(Saved data entries)
++++++++++++++++++++

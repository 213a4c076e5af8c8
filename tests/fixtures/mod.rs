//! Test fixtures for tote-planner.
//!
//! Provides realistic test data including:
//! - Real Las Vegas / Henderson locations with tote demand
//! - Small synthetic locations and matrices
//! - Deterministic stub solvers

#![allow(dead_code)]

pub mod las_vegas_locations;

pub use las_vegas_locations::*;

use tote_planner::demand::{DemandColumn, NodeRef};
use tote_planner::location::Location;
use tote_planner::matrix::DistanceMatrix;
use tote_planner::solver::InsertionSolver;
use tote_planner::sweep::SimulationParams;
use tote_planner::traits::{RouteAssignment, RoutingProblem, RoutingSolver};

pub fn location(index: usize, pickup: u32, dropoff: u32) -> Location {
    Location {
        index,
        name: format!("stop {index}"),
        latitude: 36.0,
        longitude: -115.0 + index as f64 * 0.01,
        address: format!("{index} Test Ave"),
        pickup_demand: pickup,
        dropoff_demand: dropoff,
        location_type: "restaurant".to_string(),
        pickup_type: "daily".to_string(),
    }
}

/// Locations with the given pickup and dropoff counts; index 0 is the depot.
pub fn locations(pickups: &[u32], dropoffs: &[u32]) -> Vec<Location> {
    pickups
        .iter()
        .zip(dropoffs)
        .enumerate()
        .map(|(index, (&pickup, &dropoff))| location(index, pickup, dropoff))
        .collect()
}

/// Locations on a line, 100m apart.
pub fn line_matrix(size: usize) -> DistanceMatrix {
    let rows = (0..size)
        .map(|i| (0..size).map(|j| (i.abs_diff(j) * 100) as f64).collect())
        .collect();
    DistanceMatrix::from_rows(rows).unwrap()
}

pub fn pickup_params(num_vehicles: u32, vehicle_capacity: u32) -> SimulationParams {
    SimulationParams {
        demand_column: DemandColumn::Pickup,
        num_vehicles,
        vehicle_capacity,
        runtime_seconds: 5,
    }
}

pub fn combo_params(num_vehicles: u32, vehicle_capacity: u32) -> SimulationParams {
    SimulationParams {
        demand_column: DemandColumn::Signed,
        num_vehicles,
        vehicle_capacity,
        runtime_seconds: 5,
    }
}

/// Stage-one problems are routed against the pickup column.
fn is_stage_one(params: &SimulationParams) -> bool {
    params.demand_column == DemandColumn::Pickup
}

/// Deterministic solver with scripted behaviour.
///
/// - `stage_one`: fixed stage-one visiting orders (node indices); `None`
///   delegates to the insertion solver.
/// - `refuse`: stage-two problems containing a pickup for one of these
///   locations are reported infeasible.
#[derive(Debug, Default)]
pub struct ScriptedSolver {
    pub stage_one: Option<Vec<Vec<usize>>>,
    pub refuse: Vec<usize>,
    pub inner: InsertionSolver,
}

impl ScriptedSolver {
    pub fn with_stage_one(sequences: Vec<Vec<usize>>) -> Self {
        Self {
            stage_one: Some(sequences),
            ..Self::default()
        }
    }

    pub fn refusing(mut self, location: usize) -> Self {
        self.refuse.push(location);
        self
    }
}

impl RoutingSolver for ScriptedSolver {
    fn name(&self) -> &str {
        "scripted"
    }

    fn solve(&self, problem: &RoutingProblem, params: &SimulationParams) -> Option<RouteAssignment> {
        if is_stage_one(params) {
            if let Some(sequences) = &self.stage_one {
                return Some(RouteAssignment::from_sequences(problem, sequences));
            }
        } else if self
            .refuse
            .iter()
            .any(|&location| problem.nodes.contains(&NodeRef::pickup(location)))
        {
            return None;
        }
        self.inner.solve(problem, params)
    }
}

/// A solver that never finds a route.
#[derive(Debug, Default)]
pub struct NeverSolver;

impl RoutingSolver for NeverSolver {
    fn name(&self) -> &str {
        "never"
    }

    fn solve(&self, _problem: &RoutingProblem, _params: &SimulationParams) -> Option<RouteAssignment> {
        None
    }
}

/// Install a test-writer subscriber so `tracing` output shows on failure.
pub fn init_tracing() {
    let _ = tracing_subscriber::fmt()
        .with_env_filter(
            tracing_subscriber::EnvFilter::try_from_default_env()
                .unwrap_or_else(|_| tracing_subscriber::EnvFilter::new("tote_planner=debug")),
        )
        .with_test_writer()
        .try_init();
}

++++++++++++++++++++

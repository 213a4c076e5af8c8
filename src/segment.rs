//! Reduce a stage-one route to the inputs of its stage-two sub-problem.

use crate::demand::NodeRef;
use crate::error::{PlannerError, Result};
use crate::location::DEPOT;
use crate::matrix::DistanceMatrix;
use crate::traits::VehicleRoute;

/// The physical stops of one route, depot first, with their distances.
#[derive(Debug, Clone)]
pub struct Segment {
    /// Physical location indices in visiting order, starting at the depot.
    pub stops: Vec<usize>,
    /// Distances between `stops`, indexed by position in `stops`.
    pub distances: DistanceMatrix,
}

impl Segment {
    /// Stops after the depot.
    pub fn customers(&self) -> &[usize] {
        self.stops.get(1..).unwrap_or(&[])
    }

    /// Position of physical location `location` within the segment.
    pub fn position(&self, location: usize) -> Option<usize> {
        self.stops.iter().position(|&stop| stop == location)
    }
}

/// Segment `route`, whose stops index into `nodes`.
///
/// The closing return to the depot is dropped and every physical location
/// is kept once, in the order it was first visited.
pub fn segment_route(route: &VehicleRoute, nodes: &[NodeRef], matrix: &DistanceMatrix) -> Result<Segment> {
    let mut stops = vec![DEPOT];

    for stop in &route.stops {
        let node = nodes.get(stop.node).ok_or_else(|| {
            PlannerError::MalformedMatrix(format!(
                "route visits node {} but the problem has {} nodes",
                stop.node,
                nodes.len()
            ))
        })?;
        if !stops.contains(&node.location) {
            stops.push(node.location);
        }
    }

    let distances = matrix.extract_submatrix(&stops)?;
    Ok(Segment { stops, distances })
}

++++++++++++++++++++

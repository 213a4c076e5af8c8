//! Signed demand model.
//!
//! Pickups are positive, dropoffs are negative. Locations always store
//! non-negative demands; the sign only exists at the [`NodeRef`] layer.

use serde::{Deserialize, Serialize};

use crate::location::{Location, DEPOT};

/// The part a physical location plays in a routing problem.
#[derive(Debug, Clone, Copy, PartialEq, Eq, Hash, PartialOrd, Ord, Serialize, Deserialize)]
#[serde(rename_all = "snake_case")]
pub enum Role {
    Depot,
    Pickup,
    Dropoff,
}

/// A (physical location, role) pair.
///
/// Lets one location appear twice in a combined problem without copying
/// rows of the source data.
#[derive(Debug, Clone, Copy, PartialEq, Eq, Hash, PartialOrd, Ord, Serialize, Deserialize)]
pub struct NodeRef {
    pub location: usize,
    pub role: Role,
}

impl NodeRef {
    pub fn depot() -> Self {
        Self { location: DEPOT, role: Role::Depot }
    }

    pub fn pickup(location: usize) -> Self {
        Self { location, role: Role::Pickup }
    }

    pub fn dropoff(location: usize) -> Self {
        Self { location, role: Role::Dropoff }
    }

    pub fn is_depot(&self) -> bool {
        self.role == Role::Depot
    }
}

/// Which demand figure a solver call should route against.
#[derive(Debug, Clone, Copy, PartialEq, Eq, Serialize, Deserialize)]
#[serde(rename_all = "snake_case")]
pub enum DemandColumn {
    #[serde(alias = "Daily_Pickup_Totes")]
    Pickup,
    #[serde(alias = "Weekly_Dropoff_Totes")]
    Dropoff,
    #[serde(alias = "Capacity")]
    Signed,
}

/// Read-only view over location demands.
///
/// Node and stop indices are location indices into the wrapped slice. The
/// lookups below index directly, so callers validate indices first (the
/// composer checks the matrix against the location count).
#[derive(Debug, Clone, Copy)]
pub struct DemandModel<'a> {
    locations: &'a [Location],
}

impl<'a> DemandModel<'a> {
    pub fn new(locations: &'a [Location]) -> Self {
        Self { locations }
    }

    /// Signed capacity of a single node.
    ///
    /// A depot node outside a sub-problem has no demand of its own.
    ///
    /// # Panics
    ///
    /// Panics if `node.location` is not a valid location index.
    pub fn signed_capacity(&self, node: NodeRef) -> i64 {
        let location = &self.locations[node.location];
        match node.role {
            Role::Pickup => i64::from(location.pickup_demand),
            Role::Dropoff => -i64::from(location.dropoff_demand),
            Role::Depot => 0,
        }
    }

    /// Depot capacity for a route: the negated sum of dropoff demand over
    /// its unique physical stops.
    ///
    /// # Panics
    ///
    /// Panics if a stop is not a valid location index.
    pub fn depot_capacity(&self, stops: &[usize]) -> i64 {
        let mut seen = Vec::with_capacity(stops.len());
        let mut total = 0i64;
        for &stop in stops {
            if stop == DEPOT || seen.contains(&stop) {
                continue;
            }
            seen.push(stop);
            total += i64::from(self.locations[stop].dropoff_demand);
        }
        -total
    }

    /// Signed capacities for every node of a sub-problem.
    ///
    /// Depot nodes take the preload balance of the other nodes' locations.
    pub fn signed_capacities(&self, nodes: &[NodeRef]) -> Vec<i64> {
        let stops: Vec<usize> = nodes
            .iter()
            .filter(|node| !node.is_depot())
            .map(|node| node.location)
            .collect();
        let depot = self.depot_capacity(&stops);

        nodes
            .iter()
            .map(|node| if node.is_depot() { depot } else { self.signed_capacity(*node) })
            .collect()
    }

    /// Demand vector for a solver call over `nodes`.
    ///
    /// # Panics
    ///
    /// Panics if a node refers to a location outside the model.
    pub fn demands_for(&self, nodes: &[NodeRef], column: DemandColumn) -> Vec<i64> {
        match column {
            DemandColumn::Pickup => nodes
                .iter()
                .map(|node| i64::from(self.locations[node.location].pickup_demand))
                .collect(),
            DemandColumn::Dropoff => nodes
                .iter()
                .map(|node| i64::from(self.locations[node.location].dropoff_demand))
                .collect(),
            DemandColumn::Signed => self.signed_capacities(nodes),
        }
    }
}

++++++++++++++++++++

DESCRIPTION OF THE TASK — Copy, from the lines above, each one that holds "impl".

OUTPUT OF THE EXERCISE —
impl ScriptedSolver {
impl RoutingSolver for ScriptedSolver {
impl RoutingSolver for NeverSolver {
impl Segment {
impl NodeRef {
impl<'a> DemandModel<'a> {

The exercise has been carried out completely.